I went to HS with a guy who scored 1540 on his SAT, yet didn't graduate with us because he failed two subjects including English.
Another scored 1400+, but let him cheat of my test in history because he was failing the class but was a really good DB.
Of course, there are those that took the test twice, first scoring 580, then 1300. Only took the NCAA a couple of months to realize something might be wrong. Baylor should have toned it down a little, but Nebraska was grateful.
Any mention of a certain RB on thread will be promptly deleted by Dion.

I get that. I had a friend in HS who was always a mess, disheveled, in chronic need a haircut and shirt without a food stain on it. But he was a whiz at standardized test taking. When he top 1%d the PSAT, no one who knew him was surprised. But people who only knew him by sight were shocked - "That guy!?"

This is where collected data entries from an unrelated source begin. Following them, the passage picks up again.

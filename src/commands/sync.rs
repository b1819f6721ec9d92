//! The `sync` subcommand: bring the site's asset tree up to date.
use anyhow::Result;

use crate::cli::SyncOpts;
use crate::config::SiteConfig;
use crate::logging::Logger;
use crate::sync::{SyncEngine, SyncOptions};

/// Run the sync command.
///
/// # Errors
///
/// Returns an error if the site root is unusable, the source tree is
/// missing, or a file cannot be hashed or copied.
pub fn run(opts: &SyncOpts, log: &Logger) -> Result<()> {
    let site_root = super::resolve_site_root(&opts.site_root)?;
    let config = SiteConfig::load(&site_root)?;

    let source = config.sync_source(&site_root);
    let target = config.sync_target(&site_root);

    log.stage("Syncing assets");
    log.info(&format!(
        "{} -> {}",
        source.display(),
        target.display()
    ));

    let engine = SyncEngine::new(
        &source,
        &target,
        log,
        SyncOptions {
            dry_run: opts.dry_run,
            force: opts.force,
        },
    );
    let summary = engine.run()?;

    if opts.dry_run {
        log.info(&format!(
            "dry run: {} would be copied, {} up to date",
            summary.planned, summary.up_to_date
        ));
    } else {
        log.info(&format!(
            "{} copied, {} up to date, {} stale entries pruned",
            summary.copied, summary.up_to_date, summary.pruned
        ));
    }
    Ok(())
}
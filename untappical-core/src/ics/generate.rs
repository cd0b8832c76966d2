//! ICS document generation for user calendars.

use chrono::{DateTime, Utc};
use icalendar::{Calendar, Component, EventLike};

use crate::calendar::UserCalendar;
use crate::event::CheckinEvent;

pub const CONTENT_TYPE: &str = "text/calendar; charset=utf-8";

/// Render a user's whole calendar as an .ics document.
///
/// `domain` labels the producer (`PRODID`).
pub fn generate_ics(calendar: &UserCalendar, domain: &str) -> String {
    let mut cal = Calendar::new();
    cal.name(&calendar.name);

    for event in calendar.events() {
        cal.push(to_ics_event(event));
    }

    let cal = cal.done();

    strip_ics_bloat(&cal.to_string(), domain)
}

fn to_ics_event(event: &CheckinEvent) -> icalendar::Event {
    let mut ics_event = icalendar::Event::new();
    ics_event.uid(&event.uid);
    ics_event.summary(&event.summary);

    // DTSTAMP is the check-in time so the same calendar always renders the same
    ics_event.add_property("DTSTAMP", format_utc(&event.start));
    ics_event.add_property("DTSTART", format_utc(&event.start));
    ics_event.add_property("DTEND", format_utc(&event.end));

    if !event.description.is_empty() {
        ics_event.description(&event.description);
    }

    ics_event.add_property("URL", &event.url);

    if let Some(ref loc) = event.location {
        ics_event.location(loc);
    }

    if let Some(geo) = event.geo {
        ics_event.add_property("GEO", geo.to_string());
    }

    ics_event.done()
}

fn format_utc(dt: &DateTime<Utc>) -> String {
    dt.format("%Y%m%dT%H%M%SZ").to_string()
}

/// Clean up ICS output from the icalendar crate
/// - Replace PRODID with one naming the configured domain
/// - Remove CALSCALE:GREGORIAN (it's the default)
fn strip_ics_bloat(ics: &str, domain: &str) -> String {
    let mut result = String::with_capacity(ics.len());

    for line in ics.lines() {
        if line.starts_with("PRODID:") {
            result.push_str(&format!("PRODID:-//{}//untappical//EN\r\n", domain));
            continue;
        }

        if line == "CALSCALE:GREGORIAN" {
            continue;
        }

        result.push_str(line);
        result.push_str("\r\n");
    }

    result
}
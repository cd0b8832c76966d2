//! Calendar feed endpoint

use axum::{
    Router,
    extract::{Path, State},
    http::header,
    response::{IntoResponse, Response},
    routing::get,
};
use untappical_core::FeedSource;
use untappical_core::ics::CONTENT_TYPE;

use crate::routes::{AppError, not_found};
use crate::state::AppState;

pub fn router<F>(route_prefix: &str) -> Router<AppState<F>>
where
    F: FeedSource + Clone + Send + Sync + 'static,
{
    Router::new().route(
        &format!("{}/{{username}}", route_prefix),
        get(calendar_feed::<F>).fallback(not_found),
    )
}

/// GET {route}/:username - The user's check-in calendar as .ics
async fn calendar_feed<F>(
    State(state): State<AppState<F>>,
    Path(username): Path<String>,
) -> Result<Response, AppError>
where
    F: FeedSource + Clone + Send + Sync + 'static,
{
    tracing::info!(username = %username, "Processing request");

    let refresh = match state.calendars.refresh(&state.feed, &username).await {
        Ok(refresh) => refresh,
        Err(e) => {
            tracing::error!(username = %username, error = %e, "Failed to build calendar");
            return Err(e.into());
        }
    };

    tracing::info!(
        username = %username,
        checkins = refresh.fetched,
        added = refresh.added,
        events = refresh.total,
        "Responding with calendar"
    );

    Ok((
        [
            (header::CONTENT_TYPE, CONTENT_TYPE),
            (
                header::CONTENT_DISPOSITION,
                "attachment; filename=\"calendar.ics\"",
            ),
        ],
        refresh.ics,
    )
        .into_response())
}
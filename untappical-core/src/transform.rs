//! Check-in to calendar event conversion.

use chrono::{DateTime, Duration, Utc};

use crate::checkin::{Checkin, Venue};
use crate::error::{UntappicalError, UntappicalResult};
use crate::event::{CheckinEvent, Geo};

/// Check-ins are instants; every event gets this fixed length.
pub const EVENT_DURATION_MINUTES: i64 = 5;

const CHECKIN_URL_BASE: &str = "https://untappd.com/user";

/// Render a check-in as a calendar event on `username`'s calendar.
///
/// Only fails when `created_at` is not a recognizable timestamp; every
/// other missing field just drops the corresponding part of the event.
pub fn transform(checkin: &Checkin, username: &str) -> UntappicalResult<CheckinEvent> {
    let start = parse_created_at(&checkin.created_at).ok_or_else(|| {
        UntappicalError::InvalidCheckin {
            id: checkin.id.clone(),
            reason: format!("unrecognized created_at '{}'", checkin.created_at),
        }
    })?;
    let end = start + Duration::minutes(EVENT_DURATION_MINUTES);

    let (location, geo) = match checkin.venue {
        Some(ref venue) => venue_details(venue),
        None => (None, None),
    };

    Ok(CheckinEvent {
        uid: checkin.id.clone(),
        start,
        end,
        summary: format!("{} by {}", checkin.beer.name, checkin.brewery.name),
        description: description(checkin),
        url: format!("{}/{}/checkin/{}", CHECKIN_URL_BASE, username, checkin.id),
        location,
        geo,
    })
}

/// Untappd sends RFC 2822 (`Sun, 01 Jan 2023 12:00:00 +0000`); RFC 3339 is
/// accepted too.
fn parse_created_at(created_at: &str) -> Option<DateTime<Utc>> {
    DateTime::parse_from_rfc2822(created_at)
        .or_else(|_| DateTime::parse_from_rfc3339(created_at))
        .ok()
        .map(|dt| dt.with_timezone(&Utc))
}

/// Comment, rating, user comments and toasts, in that order, separated by
/// blank lines. Absent parts leave no trace.
fn description(checkin: &Checkin) -> String {
    let mut sections: Vec<String> = Vec::new();

    if let Some(ref comment) = checkin.comment {
        sections.push(comment.clone());
    }

    if let Some(rating) = checkin.rating.filter(|r| *r != 0.0) {
        sections.push(format!("{}/5", rating));
    }

    let comments = checkin.comments();
    if !comments.is_empty() {
        let lines: Vec<String> = comments
            .iter()
            .map(|c| {
                format!(
                    "{} {} (@{}): {}",
                    c.user.first_name, c.user.last_name, c.user.handle, c.text
                )
            })
            .collect();
        sections.push(lines.join("\n"));
    }

    let toasts = checkin.toasts();
    if !toasts.is_empty() {
        let toasters: Vec<String> = toasts
            .iter()
            .map(|t| format!("{} {} ({})", t.user.first_name, t.user.last_name, t.user.handle))
            .collect();
        sections.push(format!("🍻 by {}", toasters.join(", ")));
    }

    sections.retain(|s| !s.is_empty());
    sections.join("\n\n")
}

/// Coordinates are only considered for venues that have a name.
fn venue_details(venue: &Venue) -> (Option<String>, Option<Geo>) {
    let Some(ref name) = venue.name else {
        return (None, None);
    };

    let mut location = name.clone();
    let mut geo = None;

    if let Some(ref loc) = venue.location {
        if let Some(address) = loc.address.as_deref().filter(|a| !a.is_empty()) {
            location.push_str(&format!(
                "\n{}, {}, {} {}",
                address, loc.city, loc.state, loc.country
            ));
        }

        if let (Some(lat), Some(lng)) = (loc.lat, loc.lng) {
            geo = Some(Geo { lat, lng });
        }
    }

    (Some(location), geo)
}
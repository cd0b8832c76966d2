//! Calendar events rendered from check-ins.

use std::fmt;

use chrono::{DateTime, Utc};

/// A calendar event for a single check-in.
#[derive(Debug, Clone, PartialEq)]
pub struct CheckinEvent {
    /// The check-in identifier
    pub uid: String,
    pub start: DateTime<Utc>,
    pub end: DateTime<Utc>,
    pub summary: String,
    /// May be empty when the check-in carries no comment, rating or social data
    pub description: String,
    /// Canonical check-in page on untappd.com
    pub url: String,
    pub location: Option<String>,
    pub geo: Option<Geo>,
}

/// Venue coordinates, rendered as `lat;lng` (the ICS `GEO` value format).
#[derive(Debug, Clone, Copy, PartialEq)]
pub struct Geo {
    pub lat: f64,
    pub lng: f64,
}

impl fmt::Display for Geo {
    fn fmt(&self, f: &mut fmt::Formatter<'_>) -> fmt::Result {
        write!(f, "{};{}", self.lat, self.lng)
    }
}
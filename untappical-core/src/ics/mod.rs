//! Calendar document (RFC 5545) generation.

mod generate;

pub use generate::{CONTENT_TYPE, generate_ics};
//! Server configuration, read once from the environment at start-up.

use anyhow::{Context, Result};
use config::{Config, Environment};
use serde::Deserialize;

const DEFAULT_PORT: u16 = 8080;
const DEFAULT_DOMAIN: &str = "localhost";
const DEFAULT_API_URL: &str = "https://api.untappd.com/v4";

fn default_port() -> u16 {
    DEFAULT_PORT
}

fn default_domain() -> String {
    DEFAULT_DOMAIN.to_string()
}

fn default_api_url() -> String {
    DEFAULT_API_URL.to_string()
}

/// Environment variables:
/// - `CLIENT_ID`, `CLIENT_SECRET`: Untappd API credentials (required)
/// - `ROUTE`: path prefix for calendar routes, e.g. `/untappd`
/// - `DOMAIN`: label used in generated calendar documents
/// - `PORT`: listening port
/// - `UNTAPPD_API_URL`: API base URL
#[derive(Debug, Clone, Deserialize)]
pub struct ServerConfig {
    pub client_id: String,
    pub client_secret: String,

    #[serde(default)]
    pub route: String,

    #[serde(default = "default_domain")]
    pub domain: String,

    #[serde(default = "default_port")]
    pub port: u16,

    #[serde(default = "default_api_url")]
    pub untappd_api_url: String,
}

impl ServerConfig {
    pub fn load() -> Result<Self> {
        Self::from_env(Environment::default())
    }

    fn from_env(env: Environment) -> Result<Self> {
        let config: ServerConfig = Config::builder()
            .add_source(env)
            .build()
            .context("Failed to read configuration")?
            .try_deserialize()
            .context("Invalid configuration (CLIENT_ID and CLIENT_SECRET are required)")?;

        Ok(config)
    }

    /// Route prefix as `/prefix`, or "" when serving from the root.
    pub fn route_prefix(&self) -> String {
        let trimmed = self.route.trim_matches('/');
        if trimmed.is_empty() {
            String::new()
        } else {
            format!("/{}", trimmed)
        }
    }
}
//! Dedup ledger of check-ins already rendered into events.

use std::collections::HashSet;

/// Check-in ids that have been turned into calendar events.
///
/// Shared by every user: Untappd check-in ids are globally unique, so an id
/// seen in one user's feed is never rendered again for anyone. Entries are
/// never removed while the process runs.
#[derive(Debug, Default)]
pub struct Ledger {
    seen: HashSet<String>,
}

impl Ledger {
    pub fn new() -> Self {
        Self::default()
    }

    pub fn has_seen(&self, id: &str) -> bool {
        self.seen.contains(id)
    }

    pub fn mark_seen(&mut self, id: &str) {
        self.seen.insert(id.to_string());
    }

    #[cfg(test)]
    pub fn len(&self) -> usize {
        self.seen.len()
    }

    #[cfg(test)]
    pub fn is_empty(&self) -> bool {
        self.seen.is_empty()
    }

    pub fn clear(&mut self) {
        self.seen.clear();
    }
}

But I am willing to bet you this is not Hoffman's daughter. If they knew she tested well, something they would have known well before junior year, then they would never have risked prison to get her in the school of choice.
 
If Joe Tonahill was still alive. he would get every one of them a not guilty verdict.

There is way too much here that doesn't pass the smell test.
 
There are also the lazy geniuses out there who nail every standardized test, are in the gifted and talented programs (tested very high on IQ test), but scrape by with a C average because they don't do the homework, are bored by the material, or don't bother reading and studying for the test--even a little bit. I doubt the daughters at issue here fall in that category.

All of such "lazy geniuses" I knew in high school struggled in early adulthood. Then after the real world gave them a swift kick in the butt or two, they got it together and made out allright.
 
My SIL is one of those "lazy geniueses" you speak of. She's in her 50s now and works at an Autozone, so not all them get it together.
 
It's an interesting, and sometimes frustrating, subset of folks no doubt. Henry Ford would intentionally seek out "lazy geniuses" to work on his production lines. What he found was that they would invent more efficient ways of doing the same repetitive tasks so they could slack off some more. Ford would then take these inventive and efficient ways and implement them throughout his plants, saving massive amounts of labor hours.
 
I'm wondering why the perps haven't been charged with tax evasion - if they wrote off the bribes as "charitable contributions," wouldn't the IRS have a good case for tax evasion? Remember, when the feds finally sent Capone up the river, it wasn't on racketeering, it was tax evasion.
 
I'm wondering why the perps haven't been charged with tax evasion - if they wrote off the bribes as "charitable contributions," wouldn't the IRS have a good case for tax evasion? Remember, when the feds finally sent Capone up the river, it wasn't on racketeering, it was tax evasion.
The Feds have not had sufficient time to work through all involved returns, but they will and unless you were the first to confess, the penalities and back taxes will be applied. The first to confess will probably escape at least some of the penalties but no one will escape the back taxes.